Boujéma avait passé beaucoup de temps avec Andy... Il remonta ensuite dans le bureau de Zymot.
L'inspecteur s'était absenté mais un autre officier lui dit qu'il était en entretien avec le commissaire. Il pouvait l'attendre dans le bureau. Sur l'écran de son ordinateur, Zymot avait laissé le fichier sur lequel il avait enregistré sa conversation avec Anthony ainsi qu'un message : "Affaire probablement terminée pour nous. Parti faire le point avec le commissaire".
Le psychologue s'installa dans le fauteuil de l'inspecteur et il activa le fichier.

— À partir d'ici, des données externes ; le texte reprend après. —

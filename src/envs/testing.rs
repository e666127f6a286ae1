//! Environment testing utilities
use super::{check_action, EnvError, Environment, Step};
use crate::Prng;
use rand::distributions::{Distribution, Uniform};
use rand::SeedableRng;

/// Run an environment with uniform random actions and check that invariants are satisfied.
pub fn check_random_steps<E: Environment>(env: &mut E, num_steps: u64, seed: u64) {
    let mut rng = Prng::seed_from_u64(seed);
    let action_dist = Uniform::new_inclusive(-1.0f32, 1.0);
    let obs = env.reset(&mut rng);
    assert_eq!(obs.len(), env.observation_dim());
    for _ in 0..num_steps {
        let action: Vec<f32> = (0..env.action_dim())
            .map(|_| action_dist.sample(&mut rng))
            .collect();
        let step = env.step(&action, &mut rng).unwrap();
        assert_eq!(step.observation.len(), env.observation_dim());
        assert!(step.observation.iter().all(|x| x.is_finite()));
        assert!(step.reward.is_finite());
        assert!(step.cost >= 0.0);
        if step.episode_done() {
            env.reset(&mut rng);
        }
    }
}

/// Deterministic single-action environment for exercising episode boundary handling.
///
/// The observation is `[t, 1]` where `t` counts steps since reset. Every step has reward 1 and
/// cost 1 on odd steps. Optionally terminates once `t` reaches a set value.
#[derive(Debug, Clone, PartialEq)]
pub struct CountingEnv {
    t: u64,
    terminate_at: Option<u64>,
}

impl CountingEnv {
    pub const fn new(terminate_at: Option<u64>) -> Self {
        Self { t: 0, terminate_at }
    }

    fn observe(&self) -> Vec<f32> {
        vec![self.t as f32, 1.0]
    }
}

impl Environment for CountingEnv {
    fn observation_dim(&self) -> usize {
        2
    }

    fn action_dim(&self) -> usize {
        1
    }

    fn reset(&mut self, _: &mut Prng) -> Vec<f32> {
        self.t = 0;
        self.observe()
    }

    fn step(&mut self, action: &[f32], _: &mut Prng) -> Result<Step, EnvError> {
        check_action(action, 1)?;
        self.t += 1;
        Ok(Step {
            observation: self.observe(),
            reward: 1.0,
            cost: (self.t % 2) as f64,
            terminated: self.terminate_at.map_or(false, |t| self.t >= t),
            truncated: false,
        })
    }
}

"- Alors, Anthony. Il va falloir que je te repose quelques questions.
- Oui.
- Sache tout d'abord que ta garde à vue est presque terminée. Tu vas pouvoir rentrer chez toi, avec l'obligation néanmoins de revenir ici à chaque fois que nous en aurons besoin, jusqu'au procès.
- C'est vrai ?
- Oui, mais à une condition... Il y a un petit détail qui nous manque dans tout ce que tu nous a raconté, et qui pourrait nous aider à reconnaître celui qui a frappé Mme Autard.
- Lequel ?
- Quand vous êtes entrés dans l'appartement, où était posé le chandelier qui a servi de matraque à l'un de tes camarades ?
- Je ne sais pas.
- Il était dans le couloir ?
- Oui, sûrement.
- Donc tu n'as pas vu qui l'as pris.
- Non, ça c'est sûr... Je ne savais même pas que c'était un chandelier.
- Tu es bien sûr de ça ?
- Oui.
- Si l'un de tes camarades avait pris le chandelier dans le hall, avant de partir dans le couloir, tu l'aurais vu n'est-ce pas ?
- ... Non, il faisait noir.
- La dernière fois, tu nous as dit que tu étais sûr que ni Michael, ni Andy ne l'avait pas pris dans le hall. C'est que tu les voyais suffisamment bien, non ?
- ... Oui, mais je ne suis pas sûr.
- Tu n'es pas sûr de quoi ?
- ...
- Si tu me mens, tu ne vas pas rentrer chez toi. Si tu me mens, toi et tes deux camarades vous allez partir en détention provisoire. Tu sais ce que ça veut dire ?
- Mais pourquoi vous me dites ça ? Vous m'avez dit que j'allais partir !
- Je t'ai dit qu'il fallait d'abord que tu me dises la vérité !
- Non ! moi, je vous ai dit la vérité mais vous voulez m'obliger à parler pour que je dise n'importe quoi ! Vous voulez nous foutre en prison tous les trois !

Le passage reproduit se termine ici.